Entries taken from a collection
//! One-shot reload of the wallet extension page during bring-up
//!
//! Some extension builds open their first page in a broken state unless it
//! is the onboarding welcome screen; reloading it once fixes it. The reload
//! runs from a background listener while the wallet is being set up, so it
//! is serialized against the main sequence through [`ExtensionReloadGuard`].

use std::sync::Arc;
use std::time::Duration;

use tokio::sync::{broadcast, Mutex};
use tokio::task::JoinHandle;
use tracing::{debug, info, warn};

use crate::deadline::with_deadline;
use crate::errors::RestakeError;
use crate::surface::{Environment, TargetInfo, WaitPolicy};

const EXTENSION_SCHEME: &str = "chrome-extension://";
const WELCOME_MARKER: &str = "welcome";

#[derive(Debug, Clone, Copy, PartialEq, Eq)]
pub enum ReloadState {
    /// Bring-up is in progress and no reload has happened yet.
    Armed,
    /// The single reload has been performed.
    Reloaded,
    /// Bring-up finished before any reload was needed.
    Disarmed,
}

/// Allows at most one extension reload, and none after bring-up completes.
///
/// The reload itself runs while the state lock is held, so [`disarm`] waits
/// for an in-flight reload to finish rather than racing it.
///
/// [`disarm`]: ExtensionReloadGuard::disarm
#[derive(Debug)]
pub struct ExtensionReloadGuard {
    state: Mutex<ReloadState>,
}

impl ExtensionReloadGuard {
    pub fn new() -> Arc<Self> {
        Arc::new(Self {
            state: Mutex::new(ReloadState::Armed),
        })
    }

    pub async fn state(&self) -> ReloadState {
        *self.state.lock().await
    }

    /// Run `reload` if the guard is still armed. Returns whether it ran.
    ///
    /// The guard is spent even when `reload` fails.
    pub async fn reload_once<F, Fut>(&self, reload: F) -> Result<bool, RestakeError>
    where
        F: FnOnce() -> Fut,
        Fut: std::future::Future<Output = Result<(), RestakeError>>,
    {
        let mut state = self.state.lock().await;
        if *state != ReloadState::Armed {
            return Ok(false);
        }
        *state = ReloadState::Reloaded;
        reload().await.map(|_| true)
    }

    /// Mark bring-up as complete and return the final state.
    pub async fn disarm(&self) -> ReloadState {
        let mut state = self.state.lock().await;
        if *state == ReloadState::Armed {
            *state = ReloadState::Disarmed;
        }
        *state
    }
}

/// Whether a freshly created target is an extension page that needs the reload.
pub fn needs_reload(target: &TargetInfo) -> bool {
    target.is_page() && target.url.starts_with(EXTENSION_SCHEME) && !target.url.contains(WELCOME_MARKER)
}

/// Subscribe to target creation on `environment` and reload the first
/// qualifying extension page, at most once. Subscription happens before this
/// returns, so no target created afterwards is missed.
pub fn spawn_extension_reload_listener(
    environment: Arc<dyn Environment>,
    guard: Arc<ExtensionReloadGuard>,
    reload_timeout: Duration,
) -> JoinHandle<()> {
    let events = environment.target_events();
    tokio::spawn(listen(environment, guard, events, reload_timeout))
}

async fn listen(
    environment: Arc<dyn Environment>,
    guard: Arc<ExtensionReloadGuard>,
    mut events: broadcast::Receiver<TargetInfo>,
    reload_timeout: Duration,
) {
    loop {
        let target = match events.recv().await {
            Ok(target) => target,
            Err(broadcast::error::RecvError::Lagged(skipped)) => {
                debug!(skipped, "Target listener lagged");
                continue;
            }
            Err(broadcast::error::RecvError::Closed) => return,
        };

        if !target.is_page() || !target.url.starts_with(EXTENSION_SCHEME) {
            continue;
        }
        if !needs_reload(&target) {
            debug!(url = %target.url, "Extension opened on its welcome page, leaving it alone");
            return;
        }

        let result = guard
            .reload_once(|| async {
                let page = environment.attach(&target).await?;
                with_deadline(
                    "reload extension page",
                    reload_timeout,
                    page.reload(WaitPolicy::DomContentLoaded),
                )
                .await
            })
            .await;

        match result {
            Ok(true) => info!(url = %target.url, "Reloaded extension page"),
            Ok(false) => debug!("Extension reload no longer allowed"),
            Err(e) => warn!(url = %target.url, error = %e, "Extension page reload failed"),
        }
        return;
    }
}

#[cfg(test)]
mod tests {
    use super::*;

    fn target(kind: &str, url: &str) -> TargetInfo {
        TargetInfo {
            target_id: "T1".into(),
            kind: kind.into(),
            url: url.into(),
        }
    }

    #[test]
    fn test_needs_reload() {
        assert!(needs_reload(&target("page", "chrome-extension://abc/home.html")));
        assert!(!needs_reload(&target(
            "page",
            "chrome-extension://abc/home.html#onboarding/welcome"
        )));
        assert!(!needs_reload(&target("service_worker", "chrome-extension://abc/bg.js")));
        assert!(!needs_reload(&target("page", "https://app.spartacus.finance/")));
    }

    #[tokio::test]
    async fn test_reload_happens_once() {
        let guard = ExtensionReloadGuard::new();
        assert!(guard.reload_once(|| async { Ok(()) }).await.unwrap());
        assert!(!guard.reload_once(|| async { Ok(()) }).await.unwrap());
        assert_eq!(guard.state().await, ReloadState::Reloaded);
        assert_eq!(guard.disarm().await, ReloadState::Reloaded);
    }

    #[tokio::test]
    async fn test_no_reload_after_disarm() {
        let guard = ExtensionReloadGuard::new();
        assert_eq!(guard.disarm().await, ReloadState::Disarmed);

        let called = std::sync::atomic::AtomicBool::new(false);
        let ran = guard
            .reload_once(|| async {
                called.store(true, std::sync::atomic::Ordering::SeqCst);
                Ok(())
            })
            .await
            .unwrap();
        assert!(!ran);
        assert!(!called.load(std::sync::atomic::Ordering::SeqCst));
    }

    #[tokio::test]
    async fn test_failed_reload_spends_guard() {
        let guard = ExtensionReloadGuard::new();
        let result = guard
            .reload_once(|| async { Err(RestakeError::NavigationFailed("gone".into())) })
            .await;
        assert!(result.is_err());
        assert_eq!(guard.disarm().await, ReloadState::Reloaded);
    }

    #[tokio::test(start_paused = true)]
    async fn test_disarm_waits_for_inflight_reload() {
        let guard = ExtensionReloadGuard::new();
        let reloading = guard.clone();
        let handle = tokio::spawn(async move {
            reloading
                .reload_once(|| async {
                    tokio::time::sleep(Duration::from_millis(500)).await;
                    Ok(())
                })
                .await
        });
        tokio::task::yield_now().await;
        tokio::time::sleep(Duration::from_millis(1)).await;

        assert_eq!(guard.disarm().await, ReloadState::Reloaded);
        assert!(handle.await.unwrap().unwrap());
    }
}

---

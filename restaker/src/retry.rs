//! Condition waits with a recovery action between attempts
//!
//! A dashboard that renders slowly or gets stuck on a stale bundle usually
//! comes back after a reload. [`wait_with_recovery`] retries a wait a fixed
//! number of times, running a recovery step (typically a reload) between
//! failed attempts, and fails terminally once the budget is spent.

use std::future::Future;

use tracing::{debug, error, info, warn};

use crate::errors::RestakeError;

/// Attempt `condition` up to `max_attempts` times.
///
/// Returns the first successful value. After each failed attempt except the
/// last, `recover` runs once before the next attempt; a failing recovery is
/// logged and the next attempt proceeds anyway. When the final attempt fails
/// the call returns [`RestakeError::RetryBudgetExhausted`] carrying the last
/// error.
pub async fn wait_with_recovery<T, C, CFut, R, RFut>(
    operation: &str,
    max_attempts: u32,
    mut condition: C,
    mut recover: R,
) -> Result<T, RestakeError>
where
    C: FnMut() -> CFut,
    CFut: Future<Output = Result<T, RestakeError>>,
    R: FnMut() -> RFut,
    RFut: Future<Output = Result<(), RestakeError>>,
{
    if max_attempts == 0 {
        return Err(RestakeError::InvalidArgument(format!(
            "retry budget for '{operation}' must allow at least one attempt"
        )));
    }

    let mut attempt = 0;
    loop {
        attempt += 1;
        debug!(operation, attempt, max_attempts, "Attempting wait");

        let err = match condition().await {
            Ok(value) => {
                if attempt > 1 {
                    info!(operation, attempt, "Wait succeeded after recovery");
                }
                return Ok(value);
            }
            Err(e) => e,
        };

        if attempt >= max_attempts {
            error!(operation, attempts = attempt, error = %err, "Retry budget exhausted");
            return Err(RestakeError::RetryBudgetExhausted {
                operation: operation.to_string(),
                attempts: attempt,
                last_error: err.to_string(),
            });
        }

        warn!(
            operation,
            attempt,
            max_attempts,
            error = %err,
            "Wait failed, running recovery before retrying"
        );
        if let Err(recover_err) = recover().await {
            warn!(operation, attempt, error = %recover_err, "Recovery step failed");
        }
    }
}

**What this task involves**. List the lines of the entries that include "home".

**Response to this task**.
        assert!(needs_reload(&target("page", "chrome-extension://abc/home.html")));
            "chrome-extension://abc/home.html#onboarding/welcome"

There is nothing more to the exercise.